AFGE has long said that the Department of Veterans Affairs is top heavy and that the department needs more frontline workers in order to better serve veterans. This week’s announcement by VA Secretary Bob McDonald to reorganize the VA into five regions is a step in the right direction as it will reduce the department’s bloated middle management and shift resources to focus on providing more care to more veterans.
Under McDonald’s plan, all VA administrations – the Veterans Health Administration (VHA), the Veterans Benefits Administration (VBA), the National Cemetery Administration (NCA) – and other internal offices will be realigned into five regions. Currently, VHA has 152 medical centers within 23 regional health care systems, known as Veterans Integrated Service Networks (VISNs). VBA has four regions. NCA has five regions and a central office. Other offices such as information technology and public affairs are located across the country. Each part of the department has until June 30 to rework its new structure. The plan is part of a large-scale effort the secretary announced late last year to provide better health care for veterans.

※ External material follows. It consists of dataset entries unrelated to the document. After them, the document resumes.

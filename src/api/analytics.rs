//! Analytics API handlers

use axum::{
    extract::{Path, Query, State},
    http::StatusCode,
    Json,
};
use chrono::Utc;
use serde::{Deserialize, Serialize};
use std::sync::Arc;

use crate::analytics::{
    aggregate_clicks, normalize_rate, time_series_at, ClickEvent, ClickMetrics, Granularity,
    NormalizedRate, QueryWindow, RollupEntry, TimeSeriesDataPoint,
};
use crate::storage::{ClickQuery, ClickScope};

use super::handlers::{error_response, storage_failure, ApiError, AppState};

#[derive(Debug, Deserialize)]
pub struct WindowParams {
    /// Lookback in days (default from config, clamped to the max lookback)
    pub days: Option<u32>,
}

/// Cache key for metrics responses
#[derive(Debug, Clone, PartialEq, Eq, Hash)]
pub struct MetricsKey {
    pub scope: ClickScope,
    pub days: u32,
}

#[derive(Debug, Clone, Serialize)]
#[serde(rename_all = "camelCase")]
pub struct MetricsResponse {
    pub window_days: u32,
    /// The fetch hit the row cap, so counts cover only the newest events
    pub truncated: bool,
    pub metrics: ClickMetrics,
    pub rate: NormalizedRate,
}

#[derive(Debug, Serialize)]
#[serde(rename_all = "camelCase")]
pub struct TimeSeriesResponse {
    pub window_days: u32,
    pub granularity: Granularity,
    /// The fetch hit the row cap, so early buckets may be undercounted
    pub truncated: bool,
    pub points: Vec<TimeSeriesDataPoint>,
}

#[derive(Debug, Deserialize)]
pub struct RollupParams {
    pub granularity: Option<String>,
    pub days: Option<u32>,
}

#[derive(Debug, Serialize)]
#[serde(rename_all = "camelCase")]
pub struct RollupResponse {
    pub granularity: Granularity,
    pub rollups: Vec<RollupEntry>,
}

async fn fetch_window(
    state: &AppState,
    scope: ClickScope,
    window: &QueryWindow,
) -> Result<(Vec<ClickEvent>, bool), ApiError> {
    let events = state
        .storage
        .fetch_clicks(&ClickQuery {
            scope,
            since: window.start,
            until: window.end,
            limit: window.limit,
        })
        .await
        .map_err(|e| storage_failure("Failed to retrieve clicks", e))?;

    let truncated = window.is_truncated(events.len());
    if truncated {
        tracing::warn!(
            "Click fetch hit the {} row cap for a {}-day window",
            window.limit,
            window.days
        );
    }

    Ok((events, truncated))
}

async fn metrics_for(
    state: &AppState,
    scope: ClickScope,
    days: Option<u32>,
) -> Result<Json<MetricsResponse>, ApiError> {
    let window = QueryWindow::resolve(days, &state.analytics, Utc::now());
    let key = MetricsKey {
        scope: scope.clone(),
        days: window.days,
    };

    if let Some(cached) = state.metrics_cache.get(&key).await {
        return Ok(Json(cached.as_ref().clone()));
    }

    let (events, truncated) = fetch_window(state, scope, &window).await?;
    let metrics = aggregate_clicks(&events);
    let rate = normalize_rate(metrics.total_clicks, window.start, window.end);

    let response = Arc::new(MetricsResponse {
        window_days: window.days,
        truncated,
        metrics,
        rate,
    });
    state.metrics_cache.insert(key, Arc::clone(&response)).await;

    Ok(Json(response.as_ref().clone()))
}

async fn time_series_for(
    state: &AppState,
    scope: ClickScope,
    days: Option<u32>,
) -> Result<Json<TimeSeriesResponse>, ApiError> {
    let now = Utc::now();
    let window = QueryWindow::resolve(days, &state.analytics, now);
    let (events, truncated) = fetch_window(state, scope, &window).await?;

    Ok(Json(TimeSeriesResponse {
        window_days: window.days,
        granularity: Granularity::for_window(window.days),
        truncated,
        points: time_series_at(&events, window.days, now),
    }))
}

/// Summary metrics for a link
pub async fn get_link_metrics(
    State(state): State<Arc<AppState>>,
    Path(link_id): Path<String>,
    Query(params): Query<WindowParams>,
) -> Result<Json<MetricsResponse>, ApiError> {
    metrics_for(&state, ClickScope::Link(link_id), params.days).await
}

/// Click time series for a link
pub async fn get_link_timeseries(
    State(state): State<Arc<AppState>>,
    Path(link_id): Path<String>,
    Query(params): Query<WindowParams>,
) -> Result<Json<TimeSeriesResponse>, ApiError> {
    time_series_for(&state, ClickScope::Link(link_id), params.days).await
}

/// Summary metrics across a workspace
pub async fn get_workspace_metrics(
    State(state): State<Arc<AppState>>,
    Path(workspace_id): Path<String>,
    Query(params): Query<WindowParams>,
) -> Result<Json<MetricsResponse>, ApiError> {
    metrics_for(&state, ClickScope::Workspace(workspace_id), params.days).await
}

/// Click time series across a workspace
pub async fn get_workspace_timeseries(
    State(state): State<Arc<AppState>>,
    Path(workspace_id): Path<String>,
    Query(params): Query<WindowParams>,
) -> Result<Json<TimeSeriesResponse>, ApiError> {
    time_series_for(&state, ClickScope::Workspace(workspace_id), params.days).await
}

/// Stored rollup buckets for a link
pub async fn get_link_rollups(
    State(state): State<Arc<AppState>>,
    Path(link_id): Path<String>,
    Query(params): Query<RollupParams>,
) -> Result<Json<RollupResponse>, ApiError> {
    let granularity = match params.granularity.as_deref() {
        Some(raw) => raw
            .parse::<Granularity>()
            .map_err(|e| error_response(StatusCode::BAD_REQUEST, e))?,
        None => Granularity::Day,
    };

    let window = QueryWindow::resolve(params.days, &state.analytics, Utc::now());
    let since_bucket = granularity.label(granularity.floor(window.start));

    let rollups = state
        .storage
        .get_rollups(&link_id, granularity, &since_bucket)
        .await
        .map_err(|e| storage_failure("Failed to retrieve rollups", e))?;

    Ok(Json(RollupResponse {
        granularity,
        rollups,
    }))
}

“We are very encouraged by this and other steps to improve access to and coordination of services to our vets, many of whom have complex needs,” said AFGE President J. David Cox Sr., who served as a registered nurse at the VA for more than two decades.
Photo: AFGE National VA Council President Alma Lee (pictured, center, with the AFGE Nurses Steering Committee), said that Secretary McDonalds statement is moving the agency in the right direction.
“We look forward to further discussions about addressing our longstanding concerns about too few frontline staff and top heavy management in VISNs,” said Alma Lee, president of AFGE’s National VA Council. “Secretary McDonald has promised us an open door, so we know we will be playing an active role in rolling this out.”
Employees also need not worry, VA officials said, as cutting jobs is not part of the reorganization plan.
“This [realignment] is not about losing jobs,” Bob Snyder, executive director of the MyVA program management office, told reporters. “There’s more than enough work to do across the VA that we need everybody we’ve got, and then some. Depending on what analysis you look at, we’ve got significant shortages in many of our specialties. This is not about cutting jobs.”